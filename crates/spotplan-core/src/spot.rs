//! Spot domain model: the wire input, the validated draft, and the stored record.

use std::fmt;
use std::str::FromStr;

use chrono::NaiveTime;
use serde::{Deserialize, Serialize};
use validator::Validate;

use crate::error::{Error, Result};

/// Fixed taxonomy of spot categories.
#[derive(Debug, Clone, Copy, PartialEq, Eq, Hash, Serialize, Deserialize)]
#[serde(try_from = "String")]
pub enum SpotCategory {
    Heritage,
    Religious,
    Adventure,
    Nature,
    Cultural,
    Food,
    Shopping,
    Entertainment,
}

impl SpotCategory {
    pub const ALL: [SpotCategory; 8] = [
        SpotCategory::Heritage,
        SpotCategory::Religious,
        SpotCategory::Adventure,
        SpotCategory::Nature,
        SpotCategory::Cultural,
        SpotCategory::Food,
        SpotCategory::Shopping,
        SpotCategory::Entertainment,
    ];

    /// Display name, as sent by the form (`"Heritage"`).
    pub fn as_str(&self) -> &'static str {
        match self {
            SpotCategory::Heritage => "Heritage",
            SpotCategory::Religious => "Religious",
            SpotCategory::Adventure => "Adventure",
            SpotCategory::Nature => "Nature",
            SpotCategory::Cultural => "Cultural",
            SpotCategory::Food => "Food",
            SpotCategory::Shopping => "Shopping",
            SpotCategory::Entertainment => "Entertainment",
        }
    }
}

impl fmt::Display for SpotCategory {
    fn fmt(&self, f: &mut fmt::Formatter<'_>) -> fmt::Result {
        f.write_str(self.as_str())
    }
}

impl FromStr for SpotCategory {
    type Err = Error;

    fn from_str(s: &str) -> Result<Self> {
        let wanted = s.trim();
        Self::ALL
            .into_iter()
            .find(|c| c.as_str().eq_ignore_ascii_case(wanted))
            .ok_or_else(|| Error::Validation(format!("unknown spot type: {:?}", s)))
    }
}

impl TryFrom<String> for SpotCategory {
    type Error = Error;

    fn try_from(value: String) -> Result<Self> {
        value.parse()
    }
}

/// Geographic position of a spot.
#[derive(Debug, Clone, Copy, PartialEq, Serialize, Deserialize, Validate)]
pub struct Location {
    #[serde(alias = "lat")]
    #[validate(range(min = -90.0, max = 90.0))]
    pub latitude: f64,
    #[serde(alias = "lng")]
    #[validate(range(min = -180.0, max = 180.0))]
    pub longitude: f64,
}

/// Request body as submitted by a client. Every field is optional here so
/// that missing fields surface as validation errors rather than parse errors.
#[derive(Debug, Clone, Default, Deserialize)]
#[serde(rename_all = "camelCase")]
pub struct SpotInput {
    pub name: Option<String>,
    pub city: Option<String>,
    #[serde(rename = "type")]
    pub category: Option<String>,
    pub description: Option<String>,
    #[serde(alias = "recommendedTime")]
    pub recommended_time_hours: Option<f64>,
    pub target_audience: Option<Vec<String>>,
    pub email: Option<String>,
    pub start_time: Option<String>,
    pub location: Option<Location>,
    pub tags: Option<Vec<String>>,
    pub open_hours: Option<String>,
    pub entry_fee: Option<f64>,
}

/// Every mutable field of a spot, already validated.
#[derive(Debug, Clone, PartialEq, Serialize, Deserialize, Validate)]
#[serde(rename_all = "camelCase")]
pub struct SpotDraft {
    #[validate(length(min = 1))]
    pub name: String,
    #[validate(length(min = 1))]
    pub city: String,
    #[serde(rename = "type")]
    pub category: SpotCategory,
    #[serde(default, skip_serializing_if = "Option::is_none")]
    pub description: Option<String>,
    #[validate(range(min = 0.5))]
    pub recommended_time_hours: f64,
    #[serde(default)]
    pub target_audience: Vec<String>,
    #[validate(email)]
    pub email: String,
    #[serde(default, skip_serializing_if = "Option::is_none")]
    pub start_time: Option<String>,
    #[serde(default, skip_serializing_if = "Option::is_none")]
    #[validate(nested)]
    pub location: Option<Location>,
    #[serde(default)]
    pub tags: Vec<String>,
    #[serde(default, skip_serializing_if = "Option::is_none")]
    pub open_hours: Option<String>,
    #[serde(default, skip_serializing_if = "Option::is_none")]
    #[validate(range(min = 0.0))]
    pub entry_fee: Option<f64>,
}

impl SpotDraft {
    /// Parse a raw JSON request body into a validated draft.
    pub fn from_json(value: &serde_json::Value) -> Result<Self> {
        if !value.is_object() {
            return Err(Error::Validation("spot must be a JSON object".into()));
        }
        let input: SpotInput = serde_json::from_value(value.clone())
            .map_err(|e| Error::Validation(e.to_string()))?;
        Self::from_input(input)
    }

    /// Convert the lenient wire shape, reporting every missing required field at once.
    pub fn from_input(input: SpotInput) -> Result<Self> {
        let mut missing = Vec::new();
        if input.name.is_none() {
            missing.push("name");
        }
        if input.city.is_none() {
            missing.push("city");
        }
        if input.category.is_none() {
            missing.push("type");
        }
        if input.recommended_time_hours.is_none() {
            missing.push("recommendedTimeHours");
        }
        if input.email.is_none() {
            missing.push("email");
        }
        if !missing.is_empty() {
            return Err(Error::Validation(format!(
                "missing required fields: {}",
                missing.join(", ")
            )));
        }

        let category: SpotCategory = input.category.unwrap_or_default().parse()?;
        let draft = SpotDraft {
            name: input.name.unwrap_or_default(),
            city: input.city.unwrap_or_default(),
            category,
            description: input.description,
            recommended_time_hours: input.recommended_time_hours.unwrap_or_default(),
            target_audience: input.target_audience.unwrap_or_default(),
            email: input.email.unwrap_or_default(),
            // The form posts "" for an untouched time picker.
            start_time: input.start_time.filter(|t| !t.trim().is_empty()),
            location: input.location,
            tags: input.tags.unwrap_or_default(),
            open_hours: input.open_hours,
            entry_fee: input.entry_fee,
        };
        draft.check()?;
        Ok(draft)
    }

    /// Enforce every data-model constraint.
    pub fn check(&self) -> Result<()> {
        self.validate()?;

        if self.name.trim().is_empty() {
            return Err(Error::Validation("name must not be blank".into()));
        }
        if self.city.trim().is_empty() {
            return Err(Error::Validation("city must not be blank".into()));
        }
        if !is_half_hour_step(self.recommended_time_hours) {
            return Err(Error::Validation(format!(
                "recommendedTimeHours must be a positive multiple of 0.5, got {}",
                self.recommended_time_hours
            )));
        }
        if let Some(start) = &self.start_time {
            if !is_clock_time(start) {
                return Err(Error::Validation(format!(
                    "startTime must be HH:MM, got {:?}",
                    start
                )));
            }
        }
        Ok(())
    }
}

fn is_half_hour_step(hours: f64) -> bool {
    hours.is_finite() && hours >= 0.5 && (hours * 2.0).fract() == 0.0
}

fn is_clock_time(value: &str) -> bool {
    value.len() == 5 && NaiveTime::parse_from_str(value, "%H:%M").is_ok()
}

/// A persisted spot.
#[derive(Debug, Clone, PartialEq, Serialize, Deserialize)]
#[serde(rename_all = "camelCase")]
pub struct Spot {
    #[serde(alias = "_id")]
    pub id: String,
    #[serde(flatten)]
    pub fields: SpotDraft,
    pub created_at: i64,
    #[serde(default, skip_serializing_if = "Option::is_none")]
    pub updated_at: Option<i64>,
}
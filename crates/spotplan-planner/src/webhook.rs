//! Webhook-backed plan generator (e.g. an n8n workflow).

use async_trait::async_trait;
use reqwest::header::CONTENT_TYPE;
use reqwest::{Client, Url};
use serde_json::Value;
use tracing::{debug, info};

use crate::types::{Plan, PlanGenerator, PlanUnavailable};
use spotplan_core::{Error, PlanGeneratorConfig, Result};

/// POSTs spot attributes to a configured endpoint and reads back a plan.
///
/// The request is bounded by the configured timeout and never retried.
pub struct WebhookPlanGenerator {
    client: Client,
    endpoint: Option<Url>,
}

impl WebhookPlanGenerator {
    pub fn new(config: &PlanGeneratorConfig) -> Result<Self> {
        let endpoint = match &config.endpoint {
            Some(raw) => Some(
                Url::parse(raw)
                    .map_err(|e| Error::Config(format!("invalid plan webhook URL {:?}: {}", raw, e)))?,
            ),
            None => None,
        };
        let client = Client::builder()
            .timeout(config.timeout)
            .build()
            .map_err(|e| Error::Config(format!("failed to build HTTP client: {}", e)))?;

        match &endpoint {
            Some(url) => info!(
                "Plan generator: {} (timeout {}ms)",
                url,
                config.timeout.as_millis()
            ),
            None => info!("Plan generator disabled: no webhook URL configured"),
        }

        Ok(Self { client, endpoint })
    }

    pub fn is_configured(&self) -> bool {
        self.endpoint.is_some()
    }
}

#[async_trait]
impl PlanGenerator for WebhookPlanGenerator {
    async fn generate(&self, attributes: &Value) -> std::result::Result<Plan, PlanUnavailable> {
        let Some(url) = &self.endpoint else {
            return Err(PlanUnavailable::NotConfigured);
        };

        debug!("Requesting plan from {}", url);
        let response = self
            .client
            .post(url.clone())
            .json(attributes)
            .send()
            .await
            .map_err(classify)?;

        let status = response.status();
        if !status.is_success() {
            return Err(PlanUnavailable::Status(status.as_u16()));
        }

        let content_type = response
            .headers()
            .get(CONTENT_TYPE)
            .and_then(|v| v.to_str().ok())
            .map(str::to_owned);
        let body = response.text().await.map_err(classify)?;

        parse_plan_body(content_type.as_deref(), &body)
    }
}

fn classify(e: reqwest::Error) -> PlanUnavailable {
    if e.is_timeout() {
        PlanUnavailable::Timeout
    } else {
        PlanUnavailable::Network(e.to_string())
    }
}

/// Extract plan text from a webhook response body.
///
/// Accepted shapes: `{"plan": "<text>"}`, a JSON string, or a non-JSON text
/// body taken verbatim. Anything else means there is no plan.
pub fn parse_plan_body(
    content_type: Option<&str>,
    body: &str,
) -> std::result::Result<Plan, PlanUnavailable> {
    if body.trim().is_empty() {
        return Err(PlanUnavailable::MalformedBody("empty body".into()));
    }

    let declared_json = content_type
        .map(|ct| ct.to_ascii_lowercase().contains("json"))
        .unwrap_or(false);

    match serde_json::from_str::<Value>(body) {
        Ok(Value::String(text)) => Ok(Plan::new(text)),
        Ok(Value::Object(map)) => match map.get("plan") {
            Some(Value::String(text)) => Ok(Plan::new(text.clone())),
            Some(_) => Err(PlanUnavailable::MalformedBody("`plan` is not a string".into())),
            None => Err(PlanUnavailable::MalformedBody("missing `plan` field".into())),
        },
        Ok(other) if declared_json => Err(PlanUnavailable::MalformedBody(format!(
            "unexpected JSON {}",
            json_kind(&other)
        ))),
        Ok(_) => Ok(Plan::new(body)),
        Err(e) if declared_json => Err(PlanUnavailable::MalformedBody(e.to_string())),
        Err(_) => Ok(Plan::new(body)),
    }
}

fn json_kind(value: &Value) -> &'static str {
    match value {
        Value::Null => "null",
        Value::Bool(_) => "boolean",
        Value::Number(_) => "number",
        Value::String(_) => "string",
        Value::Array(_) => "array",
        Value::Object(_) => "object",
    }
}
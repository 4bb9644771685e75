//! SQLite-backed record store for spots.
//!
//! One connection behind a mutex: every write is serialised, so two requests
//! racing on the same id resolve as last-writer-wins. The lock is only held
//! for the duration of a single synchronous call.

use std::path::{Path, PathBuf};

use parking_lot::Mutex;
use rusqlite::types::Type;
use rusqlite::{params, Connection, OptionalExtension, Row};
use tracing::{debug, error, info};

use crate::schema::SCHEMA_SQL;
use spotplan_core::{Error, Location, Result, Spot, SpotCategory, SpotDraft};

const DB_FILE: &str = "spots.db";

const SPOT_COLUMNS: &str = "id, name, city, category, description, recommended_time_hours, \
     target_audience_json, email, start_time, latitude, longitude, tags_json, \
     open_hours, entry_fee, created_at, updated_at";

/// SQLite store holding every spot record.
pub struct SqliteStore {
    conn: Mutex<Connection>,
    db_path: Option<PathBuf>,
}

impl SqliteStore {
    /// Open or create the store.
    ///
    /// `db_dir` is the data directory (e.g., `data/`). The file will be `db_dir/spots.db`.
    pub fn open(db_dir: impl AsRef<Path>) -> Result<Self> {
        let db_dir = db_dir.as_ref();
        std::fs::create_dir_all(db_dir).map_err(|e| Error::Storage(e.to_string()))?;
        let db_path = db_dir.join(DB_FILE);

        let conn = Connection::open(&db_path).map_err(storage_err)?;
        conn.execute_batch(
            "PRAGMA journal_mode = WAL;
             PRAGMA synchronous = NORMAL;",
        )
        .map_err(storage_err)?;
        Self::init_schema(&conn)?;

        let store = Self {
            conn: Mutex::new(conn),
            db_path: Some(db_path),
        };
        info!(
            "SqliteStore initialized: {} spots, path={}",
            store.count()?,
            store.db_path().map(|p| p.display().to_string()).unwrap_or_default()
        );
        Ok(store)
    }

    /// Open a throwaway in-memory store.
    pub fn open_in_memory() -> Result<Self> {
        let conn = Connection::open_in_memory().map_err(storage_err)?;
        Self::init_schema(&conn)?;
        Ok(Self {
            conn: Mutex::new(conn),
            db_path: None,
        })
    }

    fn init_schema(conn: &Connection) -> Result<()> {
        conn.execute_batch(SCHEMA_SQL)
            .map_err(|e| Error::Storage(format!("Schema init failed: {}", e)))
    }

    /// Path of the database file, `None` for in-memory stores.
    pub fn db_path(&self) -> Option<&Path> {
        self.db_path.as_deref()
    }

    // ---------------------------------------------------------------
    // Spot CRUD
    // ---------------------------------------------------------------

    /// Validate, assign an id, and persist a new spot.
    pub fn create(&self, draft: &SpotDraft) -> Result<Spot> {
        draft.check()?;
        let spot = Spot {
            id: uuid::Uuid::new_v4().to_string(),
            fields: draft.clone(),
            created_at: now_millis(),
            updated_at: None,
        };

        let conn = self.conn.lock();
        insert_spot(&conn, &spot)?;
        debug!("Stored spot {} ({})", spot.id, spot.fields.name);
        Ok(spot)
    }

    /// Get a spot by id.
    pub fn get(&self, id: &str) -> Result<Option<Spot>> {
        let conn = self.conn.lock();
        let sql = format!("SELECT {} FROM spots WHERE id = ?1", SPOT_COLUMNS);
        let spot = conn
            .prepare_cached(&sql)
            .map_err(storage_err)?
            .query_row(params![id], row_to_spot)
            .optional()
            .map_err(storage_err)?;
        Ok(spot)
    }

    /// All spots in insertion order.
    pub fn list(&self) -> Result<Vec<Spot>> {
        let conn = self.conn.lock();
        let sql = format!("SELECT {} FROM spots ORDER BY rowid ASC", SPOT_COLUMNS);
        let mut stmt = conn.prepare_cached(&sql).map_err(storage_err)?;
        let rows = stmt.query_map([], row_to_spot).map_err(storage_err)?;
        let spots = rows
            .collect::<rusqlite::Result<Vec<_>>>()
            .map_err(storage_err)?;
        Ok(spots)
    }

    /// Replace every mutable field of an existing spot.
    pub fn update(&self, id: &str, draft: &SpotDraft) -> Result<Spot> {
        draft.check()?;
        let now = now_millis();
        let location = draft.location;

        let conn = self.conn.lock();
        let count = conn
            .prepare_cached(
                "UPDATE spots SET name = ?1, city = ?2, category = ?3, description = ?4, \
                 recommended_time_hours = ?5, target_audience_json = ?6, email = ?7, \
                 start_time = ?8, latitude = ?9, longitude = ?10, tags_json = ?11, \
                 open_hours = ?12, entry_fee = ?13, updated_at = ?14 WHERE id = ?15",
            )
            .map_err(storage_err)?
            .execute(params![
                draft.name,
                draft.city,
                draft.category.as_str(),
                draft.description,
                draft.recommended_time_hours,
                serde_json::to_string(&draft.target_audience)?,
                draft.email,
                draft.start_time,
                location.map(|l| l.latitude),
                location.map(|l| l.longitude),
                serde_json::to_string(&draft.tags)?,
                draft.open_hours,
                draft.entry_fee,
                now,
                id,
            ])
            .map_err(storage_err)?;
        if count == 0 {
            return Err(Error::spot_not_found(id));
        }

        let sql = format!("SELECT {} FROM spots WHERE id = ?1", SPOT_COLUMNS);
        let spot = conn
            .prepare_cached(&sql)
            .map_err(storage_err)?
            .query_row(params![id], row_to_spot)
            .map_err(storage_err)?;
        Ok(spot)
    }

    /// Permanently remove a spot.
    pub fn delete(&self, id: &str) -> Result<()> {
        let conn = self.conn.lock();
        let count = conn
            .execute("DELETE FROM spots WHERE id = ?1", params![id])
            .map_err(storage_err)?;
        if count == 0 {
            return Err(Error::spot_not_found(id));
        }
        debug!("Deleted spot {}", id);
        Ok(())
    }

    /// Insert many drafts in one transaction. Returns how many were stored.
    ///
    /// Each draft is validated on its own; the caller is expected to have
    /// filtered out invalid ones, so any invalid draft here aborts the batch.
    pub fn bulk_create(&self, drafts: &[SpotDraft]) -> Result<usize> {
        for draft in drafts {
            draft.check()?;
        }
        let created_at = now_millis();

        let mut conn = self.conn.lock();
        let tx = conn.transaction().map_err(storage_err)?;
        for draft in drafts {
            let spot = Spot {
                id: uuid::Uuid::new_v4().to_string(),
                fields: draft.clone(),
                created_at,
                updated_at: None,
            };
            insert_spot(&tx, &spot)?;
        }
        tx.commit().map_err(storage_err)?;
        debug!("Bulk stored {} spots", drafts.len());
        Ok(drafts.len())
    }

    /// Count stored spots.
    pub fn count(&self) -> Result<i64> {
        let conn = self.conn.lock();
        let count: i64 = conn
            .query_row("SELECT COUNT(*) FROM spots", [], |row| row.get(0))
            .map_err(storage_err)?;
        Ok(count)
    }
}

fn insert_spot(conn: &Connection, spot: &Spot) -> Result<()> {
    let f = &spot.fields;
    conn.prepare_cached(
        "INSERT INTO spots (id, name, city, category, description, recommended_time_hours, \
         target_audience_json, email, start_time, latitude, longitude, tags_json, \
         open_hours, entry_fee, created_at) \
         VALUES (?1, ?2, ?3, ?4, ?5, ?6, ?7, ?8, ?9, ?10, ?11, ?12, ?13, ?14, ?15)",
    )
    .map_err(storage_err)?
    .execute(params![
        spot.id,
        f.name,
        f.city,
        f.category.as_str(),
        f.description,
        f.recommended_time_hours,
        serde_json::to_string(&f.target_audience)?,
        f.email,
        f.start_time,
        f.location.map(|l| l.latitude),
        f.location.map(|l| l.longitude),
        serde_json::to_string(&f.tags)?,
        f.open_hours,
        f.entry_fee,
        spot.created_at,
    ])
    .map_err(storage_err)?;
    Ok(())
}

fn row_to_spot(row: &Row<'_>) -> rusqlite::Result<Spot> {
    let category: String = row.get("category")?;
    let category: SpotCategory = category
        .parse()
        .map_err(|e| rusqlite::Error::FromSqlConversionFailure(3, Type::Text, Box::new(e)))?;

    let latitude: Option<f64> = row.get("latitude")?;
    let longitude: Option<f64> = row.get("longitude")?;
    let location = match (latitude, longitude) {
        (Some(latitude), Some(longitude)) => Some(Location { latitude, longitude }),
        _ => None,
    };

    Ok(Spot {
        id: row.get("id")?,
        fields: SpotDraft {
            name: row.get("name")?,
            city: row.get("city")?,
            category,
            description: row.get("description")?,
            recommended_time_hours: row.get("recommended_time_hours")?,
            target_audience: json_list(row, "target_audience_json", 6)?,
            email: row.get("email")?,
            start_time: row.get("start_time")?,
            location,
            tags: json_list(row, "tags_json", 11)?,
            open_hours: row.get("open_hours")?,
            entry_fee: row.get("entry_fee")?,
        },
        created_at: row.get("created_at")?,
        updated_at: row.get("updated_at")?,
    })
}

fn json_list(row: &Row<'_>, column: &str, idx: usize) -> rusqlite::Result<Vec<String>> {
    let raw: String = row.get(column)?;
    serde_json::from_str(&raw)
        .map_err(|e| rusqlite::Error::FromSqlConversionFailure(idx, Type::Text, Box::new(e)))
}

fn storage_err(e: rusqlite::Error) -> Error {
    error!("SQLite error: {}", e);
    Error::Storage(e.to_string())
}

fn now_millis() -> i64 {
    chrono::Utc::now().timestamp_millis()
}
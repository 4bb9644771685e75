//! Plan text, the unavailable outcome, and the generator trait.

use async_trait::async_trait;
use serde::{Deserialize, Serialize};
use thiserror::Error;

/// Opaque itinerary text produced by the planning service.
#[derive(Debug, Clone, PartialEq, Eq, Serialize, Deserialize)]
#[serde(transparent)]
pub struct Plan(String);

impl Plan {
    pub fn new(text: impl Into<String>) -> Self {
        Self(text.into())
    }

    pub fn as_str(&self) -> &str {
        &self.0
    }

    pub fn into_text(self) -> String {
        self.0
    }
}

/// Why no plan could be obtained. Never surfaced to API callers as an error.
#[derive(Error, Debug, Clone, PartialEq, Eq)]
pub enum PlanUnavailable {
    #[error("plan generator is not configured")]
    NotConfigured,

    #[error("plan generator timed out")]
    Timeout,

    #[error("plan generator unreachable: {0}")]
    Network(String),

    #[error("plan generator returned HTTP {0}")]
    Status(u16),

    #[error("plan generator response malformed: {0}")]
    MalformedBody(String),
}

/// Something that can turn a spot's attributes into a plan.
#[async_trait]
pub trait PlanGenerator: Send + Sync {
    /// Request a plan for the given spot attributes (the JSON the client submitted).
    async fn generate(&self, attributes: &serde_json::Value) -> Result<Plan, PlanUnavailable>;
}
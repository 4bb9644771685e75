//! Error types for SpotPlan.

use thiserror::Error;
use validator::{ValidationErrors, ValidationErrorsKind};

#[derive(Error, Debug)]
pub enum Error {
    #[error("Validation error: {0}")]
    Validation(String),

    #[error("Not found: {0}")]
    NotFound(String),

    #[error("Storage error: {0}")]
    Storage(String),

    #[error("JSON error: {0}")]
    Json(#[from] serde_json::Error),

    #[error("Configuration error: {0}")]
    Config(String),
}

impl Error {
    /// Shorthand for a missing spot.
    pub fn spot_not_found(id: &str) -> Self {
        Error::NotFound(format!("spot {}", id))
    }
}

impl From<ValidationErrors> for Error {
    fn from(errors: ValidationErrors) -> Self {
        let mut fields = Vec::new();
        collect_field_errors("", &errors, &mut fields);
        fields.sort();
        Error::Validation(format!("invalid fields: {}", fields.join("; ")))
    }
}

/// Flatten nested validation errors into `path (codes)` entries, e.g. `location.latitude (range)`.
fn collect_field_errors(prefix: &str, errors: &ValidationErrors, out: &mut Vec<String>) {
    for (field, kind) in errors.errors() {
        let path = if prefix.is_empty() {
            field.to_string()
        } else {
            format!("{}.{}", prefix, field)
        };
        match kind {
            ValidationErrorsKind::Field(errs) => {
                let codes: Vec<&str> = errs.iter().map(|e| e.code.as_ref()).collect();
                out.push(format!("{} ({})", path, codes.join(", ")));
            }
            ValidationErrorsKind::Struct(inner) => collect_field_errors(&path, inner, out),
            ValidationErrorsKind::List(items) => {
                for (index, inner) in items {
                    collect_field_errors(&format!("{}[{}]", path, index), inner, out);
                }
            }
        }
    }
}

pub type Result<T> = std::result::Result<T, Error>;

....................

▶ _Task to carry out_
In the entries above, find each line with the word "failed" and copy it.

▶ _The completed task_
            .map_err(|e| Error::Config(format!("failed to build HTTP client: {}", e)))?;
            .map_err(|e| Error::Storage(format!("Schema init failed: {}", e)))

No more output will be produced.